La situazione umanitaria nel paese, nel frattempo, è sempre più drammatica. Manca il cibo: coltivazioni, attività agricole e progetti di sviluppo alimentare sono stati distrutti o bloccati dal conflitto. E la mancanza di politiche agricole di sviluppo, e lo sfruttamento di molte aree per il petrolio e interessi internazionali, non hanno permesso di produrre sufficiente cibo per contrastare la carestia. In molte aree del paese l’unico cibo possibile è quello che arriva dagli aiuti internazionali, attraverso le Ong presenti sul territorio.

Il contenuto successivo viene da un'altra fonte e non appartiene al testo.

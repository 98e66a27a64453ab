// Copyright 2026 the Sable Authors
// SPDX-License-Identifier: Apache-2.0 OR MIT

//! A shape in rendered form, as handed over by the scene layer.

use sable_common::gradient::EncodedFill;
use sable_common::rle::Rle;

/// A shape ready for rasterization.
///
/// The vector pre-processing (flattening, stroking, scan conversion) happens
/// upstream; by the time a shape reaches the raster kernels it is coverage
/// plus paint.
#[derive(Debug, Default)]
pub struct Shape {
    /// Anti-aliased fill coverage.
    pub rle: Option<Rle>,
    /// Anti-aliased stroke coverage.
    pub stroke_rle: Option<Rle>,
    /// The gradient fill, if the shape is gradient-filled.
    pub fill: Option<EncodedFill>,
    /// The gradient fill of the stroke, if any.
    pub stroke_fill: Option<EncodedFill>,
    /// The shape is an axis-aligned rectangle exactly coincident with its
    /// bbox; kernels skip the coverage walk entirely.
    pub fast_track: bool,
}

impl Shape {
    /// A fast-track rectangle shape.
    pub fn rect() -> Self {
        Self {
            fast_track: true,
            ..Self::default()
        }
    }

    /// A coverage-driven shape.
    pub fn from_rle(rle: Rle) -> Self {
        Self {
            rle: Some(rle),
            ..Self::default()
        }
    }
}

Nei numerosi campi di fortuna che hanno accolto gli sfollati sul territorio, molti dei quali ora letteralmente nel fango, a causa delle forti piogge, stanno scoppiando epidemie di colera e tifo, la malaria imperversa e milioni di persone hanno urgente bisogno di acqua pulita e cibo, assistenza sanitaria, rifugi sicuri e strutture igieniche. Hanno bisogno di tutto, insomma. E a farne le spese, come sempre, sono i bambini. «Cinquantamila bambini potrebbero morire quest’anno se non ricevono aiuto», ha detto il responsabile per gli aiuti dell’Unicef. Ma sono più di 900.000 quelli a rischio, in tutto il paese.
Non è solo colpa della guerra, però. In realtà, il governo di Juba sapeva da tempo, e ben prima del conflitto, che la carestia sarebbe arrivata, mettendo a rischio la vita di migliaia di persone, ma poco, o meglio, nulla ha fatto per arginare il fenomeno, puntando invece tutto sul petrolio. Anche l’Alto Commissario Onu per i diritti umani, Navy Pillay, durante una visita ufficiale a Juba lo scorso aprile, rimase sconvolta dalla indifferenza del presidente Kiir e del suo ex vice Machar di fronte al dramma del loro popolo: « La prospettiva di infliggere la fame e la malnutrizione su larga scala a centinaia di migliaia di loro concittadini non sembra toccarli in modo particolare» ha detto, lamentando l’assenza di piani di emergenza alimentare del governo.
Il vuoto dello Stato, dunque, incapace di promuovere e avviare in questi primi anni serie politiche agricole, di sviluppo e assistenza, la mancanza di istruzione, e l’estrema povertà in cui vivono la maggioranze delle famiglie sud sudanesi sono le cause profonde di questa crisi, oltre il conflitto.
L’intervento della Comunità internazionale, e il nostro, sono l’unica garanzia di sviluppo reale per il paese. L’unica speranza di futuro.
I missionari e le missionarie della Diocesi di Rumbek, i tanti volontari, i medici e gli operatori umanitari proseguono ogni giorno la loro battaglia contro le continue emergenze, nei nostri ospedali si lavora senza sosta, e ogni nostro sforzo, in questi mesi, è dedicato a questo.
Ma il nostro impegno va oltre: noi crediamo in questo popolo, nelle donne e nei giovani sud sudanesi, crediamo nel loro futuro, e vogliamo dar loro ogni strumento per poterselo scrivere da soli. Vogliamo dar loro istruzione qualificata e formazione professionale, vogliamo costruire infrastrutture e servizi, dare lavoro, creare benessere e sviluppo.
Per questo non possiamo smettere di impegnarci.
Per questo non possiamo smettere di chiedere il vostro aiuto!